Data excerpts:
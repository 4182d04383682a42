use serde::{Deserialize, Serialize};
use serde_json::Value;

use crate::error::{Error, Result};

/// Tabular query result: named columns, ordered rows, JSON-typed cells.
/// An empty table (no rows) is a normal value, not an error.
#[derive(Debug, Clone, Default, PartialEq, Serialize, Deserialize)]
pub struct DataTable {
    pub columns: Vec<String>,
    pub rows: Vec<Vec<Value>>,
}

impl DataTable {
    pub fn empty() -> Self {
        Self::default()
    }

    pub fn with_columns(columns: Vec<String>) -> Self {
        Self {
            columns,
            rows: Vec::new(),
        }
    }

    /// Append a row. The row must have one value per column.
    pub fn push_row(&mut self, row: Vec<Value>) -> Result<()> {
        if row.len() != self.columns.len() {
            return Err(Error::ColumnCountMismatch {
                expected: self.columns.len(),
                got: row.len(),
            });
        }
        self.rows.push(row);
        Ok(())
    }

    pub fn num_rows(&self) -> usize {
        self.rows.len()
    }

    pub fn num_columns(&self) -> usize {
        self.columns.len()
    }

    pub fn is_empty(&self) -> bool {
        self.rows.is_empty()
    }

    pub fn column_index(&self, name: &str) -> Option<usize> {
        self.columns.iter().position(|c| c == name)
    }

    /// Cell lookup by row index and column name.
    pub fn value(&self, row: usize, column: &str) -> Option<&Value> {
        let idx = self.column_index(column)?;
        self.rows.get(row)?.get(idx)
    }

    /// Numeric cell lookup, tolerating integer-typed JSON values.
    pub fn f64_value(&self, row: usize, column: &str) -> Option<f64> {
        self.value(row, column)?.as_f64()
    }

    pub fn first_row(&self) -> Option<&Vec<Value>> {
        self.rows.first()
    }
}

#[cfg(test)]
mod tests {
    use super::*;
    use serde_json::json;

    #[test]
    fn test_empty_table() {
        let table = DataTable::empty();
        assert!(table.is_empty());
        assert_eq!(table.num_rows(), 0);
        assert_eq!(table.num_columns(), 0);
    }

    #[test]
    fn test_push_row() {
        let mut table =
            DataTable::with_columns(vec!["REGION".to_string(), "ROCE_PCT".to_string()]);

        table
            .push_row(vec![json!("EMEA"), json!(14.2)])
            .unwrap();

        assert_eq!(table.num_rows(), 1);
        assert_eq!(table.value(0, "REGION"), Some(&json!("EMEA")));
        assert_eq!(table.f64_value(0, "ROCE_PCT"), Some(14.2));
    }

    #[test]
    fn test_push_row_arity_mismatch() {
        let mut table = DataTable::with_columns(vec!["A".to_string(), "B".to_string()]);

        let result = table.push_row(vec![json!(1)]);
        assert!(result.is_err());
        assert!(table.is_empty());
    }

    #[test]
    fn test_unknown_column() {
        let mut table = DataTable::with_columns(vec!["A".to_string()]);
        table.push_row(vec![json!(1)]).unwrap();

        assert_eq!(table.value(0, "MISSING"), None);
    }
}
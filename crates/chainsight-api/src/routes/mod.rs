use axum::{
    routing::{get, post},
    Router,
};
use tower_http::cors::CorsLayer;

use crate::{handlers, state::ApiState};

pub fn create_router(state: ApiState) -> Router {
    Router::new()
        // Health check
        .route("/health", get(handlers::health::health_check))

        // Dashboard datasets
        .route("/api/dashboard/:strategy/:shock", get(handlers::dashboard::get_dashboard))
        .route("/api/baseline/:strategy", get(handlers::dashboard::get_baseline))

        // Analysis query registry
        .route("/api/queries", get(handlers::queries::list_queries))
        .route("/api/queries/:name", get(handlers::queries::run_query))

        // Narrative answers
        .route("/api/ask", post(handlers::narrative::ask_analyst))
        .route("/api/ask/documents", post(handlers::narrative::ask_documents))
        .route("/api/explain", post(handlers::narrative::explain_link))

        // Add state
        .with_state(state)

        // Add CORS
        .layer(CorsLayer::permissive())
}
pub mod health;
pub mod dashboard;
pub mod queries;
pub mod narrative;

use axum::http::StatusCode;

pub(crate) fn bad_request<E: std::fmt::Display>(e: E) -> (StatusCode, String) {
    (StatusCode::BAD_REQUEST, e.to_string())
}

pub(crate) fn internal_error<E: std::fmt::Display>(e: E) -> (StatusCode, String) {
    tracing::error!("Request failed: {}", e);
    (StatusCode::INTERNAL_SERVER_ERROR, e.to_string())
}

Exercise: Gather from the data above every line with the string "Some".

Finished task:
        assert_eq!(table.value(0, "REGION"), Some(&json!("EMEA")));
        assert_eq!(table.f64_value(0, "ROCE_PCT"), Some(14.2));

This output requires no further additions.